Enfrentarnos a una muerte, de forma directa o indirecta es algo que nos conmueve a todos, pues a nadie deja indiferente la conciencia sobre la finitud de la vida. Podríamos decir incluso que estamos acostumbrados a que nos azoten con múltiples pérdidas a diario, pero sin embargo hoy hemos tenido una para las que el corazón nunca está prevenido, porque no estábamos preparados para que hoy la campana del vaticano anunciara la muerte del Papa Francisco a las 7:35 de la mañana.
En mi caso, que creo mucho en las Diosidades —esos pequeños detalles del día a día en los que Dios se hace presente—, considero que su despedida en el primer Lunes de Pascua no es casual, pues se marchó, sin hacer ruido, tras el Domingo de Resurrección, signo de luz y de vida, tras ofrecernos la bendición. Hoy, por unas horas, hasta el ruido parece más tenue. Y no porque haya consenso, sino porque hay algo que se impone: el silencio del que ha dicho demasiado y ahora tiene que pensar.
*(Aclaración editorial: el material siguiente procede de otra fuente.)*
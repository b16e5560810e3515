//! Attaching the copy handler to page elements
//!
//! A [`CopyBinding`] owns the click listener. Dropping it (or calling
//! `unbind`) removes the listener again, so the element stops copying.

use std::rc::Rc;

use wasm_bindgen::prelude::*;
use wasm_bindgen::JsCast;
use wasm_bindgen_futures::spawn_local;
use web_sys::{Element, Event, EventTarget};

use crate::copy::{ClipboardSink, CopyHandler, ElementLookup, Notifier};
use crate::models::copy_spec::DECLARED_COPY_SELECTOR;
use crate::models::CopySpec;

const CLICK: &str = "click";

/// Live click listener for one element
#[wasm_bindgen]
pub struct CopyBinding {
    target: EventTarget,
    listener: Option<Closure<dyn FnMut(Event)>>,
}

#[wasm_bindgen]
impl CopyBinding {
    /// Remove the click listener; later clicks do nothing
    pub fn unbind(&mut self) {
        if let Some(listener) = self.listener.take() {
            if let Err(err) = self
                .target
                .remove_event_listener_with_callback(CLICK, listener.as_ref().unchecked_ref())
            {
                log::warn!("failed to remove copy listener: {:?}", err);
            }
        }
    }

    #[wasm_bindgen(getter, js_name = isBound)]
    pub fn is_bound(&self) -> bool {
        self.listener.is_some()
    }
}

impl Drop for CopyBinding {
    fn drop(&mut self) {
        self.unbind();
    }
}

/// Register a click listener on `target` that runs `handler` with `spec`.
///
/// The spec is not checked here; a bad spec only shows up as an error
/// notification when the element is clicked. Each click spawns its own
/// task, so rapid clicks queue independent attempts.
pub fn attach_copy<L, C, N>(
    target: &EventTarget,
    spec: CopySpec,
    handler: Rc<CopyHandler<L, C, N>>,
) -> Result<CopyBinding, JsValue>
where
    L: ElementLookup + 'static,
    C: ClipboardSink + 'static,
    N: Notifier + 'static,
{
    let spec = Rc::new(spec);
    let listener = Closure::<dyn FnMut(Event)>::new(move |_event: Event| {
        let handler = Rc::clone(&handler);
        let spec = Rc::clone(&spec);
        spawn_local(async move {
            // Outcome already reported to the user by the handler
            let _ = handler.handle_click(&spec).await;
        });
    });

    target.add_event_listener_with_callback(CLICK, listener.as_ref().unchecked_ref())?;

    Ok(CopyBinding {
        target: target.clone(),
        listener: Some(listener),
    })
}

/// Copy spec declared through `data-copy*` attributes on `element`
pub fn declared_spec(element: &Element) -> CopySpec {
    CopySpec::from_attributes(|name| element.get_attribute(name))
}

/// Bind every element under `root` that declares a copy spec.
pub fn attach_declared<L, C, N>(
    root: &Element,
    handler: &Rc<CopyHandler<L, C, N>>,
) -> Result<Vec<CopyBinding>, JsValue>
where
    L: ElementLookup + 'static,
    C: ClipboardSink + 'static,
    N: Notifier + 'static,
{
    let nodes = root.query_selector_all(DECLARED_COPY_SELECTOR)?;
    let mut bindings = Vec::with_capacity(nodes.length() as usize);

    for i in 0..nodes.length() {
        let Some(element) = nodes.item(i).and_then(|n| n.dyn_into::<Element>().ok()) else {
            continue;
        };
        let spec = declared_spec(&element);
        bindings.push(attach_copy(&element, spec, Rc::clone(handler))?);
    }

    Ok(bindings)
}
Huelga decir todas y cada una de las cosas que dejamos atrás con esta marcha. Sin duda, Jorge Mario Bergoglio, argentino y jesuíta, emprendió la concienzuda misión de reformar la Iglesia. Un Papa que por favor pidió en el cónclave celebrado en 2013 no ser el escogido. Desde ahí, se colocó unos zapatos normales y como una persona cualquiera con sus arrugas, ternura y contradicciones, empezó a hablar de periferias como si fueran el centro. Su voz emprendió la no fácil misión de hablar con el corazón, en nombre de todos, abriendo grietas, deshaciendo jerarquías, luchando contra siglos de imposiciones. Lo suyo desde luego, no era la infalibilidad, era la duda bien encauzada.
Las alas más conservadoras, en numerosas ocasiones, se han posicionado en contra de sus acciones y de su forma de pensar. De hecho, su pontificado se podía resumir con una de sus tantas citas: ‘‘y esa es la Iglesia, la Madre de todos. Hay lugar para todos. El señor no señala con el dedo, sino que abre sus brazos’’. Y partiendo de ahí, intentó darle peso a la mujer, aceptó la homosexualidad, pidió perdón por el pasado, luchó contra la pederastia, el sistema, abrió las puertas a los marginados, a los rechazados. Durante sus últimos días no dejó de visitar a los presos en la cárcel y nunca dejó de buscar la paz en los conflictos más importantes de la actualidad. Hizo hasta donde le dejaron hacer. Nos enseñó que el verdadero acto de Fe es escuchar al prójimo.
Uno de sus últimos mensajes fue ‘‘¡Cuánto desprecio se manifiesta a veces hacia los más débiles, los marginados, los migrantes!’’. Y este tipo de mensajes, en una época donde la sociedad cada vez está más pobre de espíritu, son necesarios. Por ello hoy se nos va no solo una persona, sino una forma de estar en el mundo. Una persona que abrazó a los jóvenes, la esperanza, la concordia, el avance, la alegría, el júbilo. Ejemplo de amor, verdad, comprensión y fuerza. Se va alguien que sabía que lo importante no era convencer, sino conmover.
Así, mientras en los próximos días San Pedro comienza a preparar un nuevo cónclave, mientras los medios hacen recuento de logros y omisiones, algunos —creyentes o no— simplemente sentimos esto: que a veces hay personas que no cambian la historia, pero te cambian la forma de caminarla y de sentirla. El Papa Francisco nunca nos pidió que creyéramos en todos los dogmas, sino más bien que los cuestionáramos. Nos enseñó que incluso en los tiempos más cínicos, hay gestos que siguen pareciendo milagros. Hablar bajito, escuchar, no huir del dolor ajeno, cuidar, sentirse en el otro, abrazar, quedarse cuando todos se van, dar las gracias, hacer las cosas sin esperar aplausos e iluminar la vida de los demás pero sin alardes. En tu sitio. Desde la Fe.
Hoy no ha muerto solo un líder de la Iglesia. Nos deja alguien que caminó despacio pero dejó huella. Ha muerto alguien que, en medio de tanto ruido, supo bajar el volumen. Para recordarnos que Dios, si existe, quizá hable en voz baja. Que se encuentra ahí a tu verita. Más cerca de lo que crees.
Algunos faros nunca llegan a apagarse, porque su luz se hace eterna.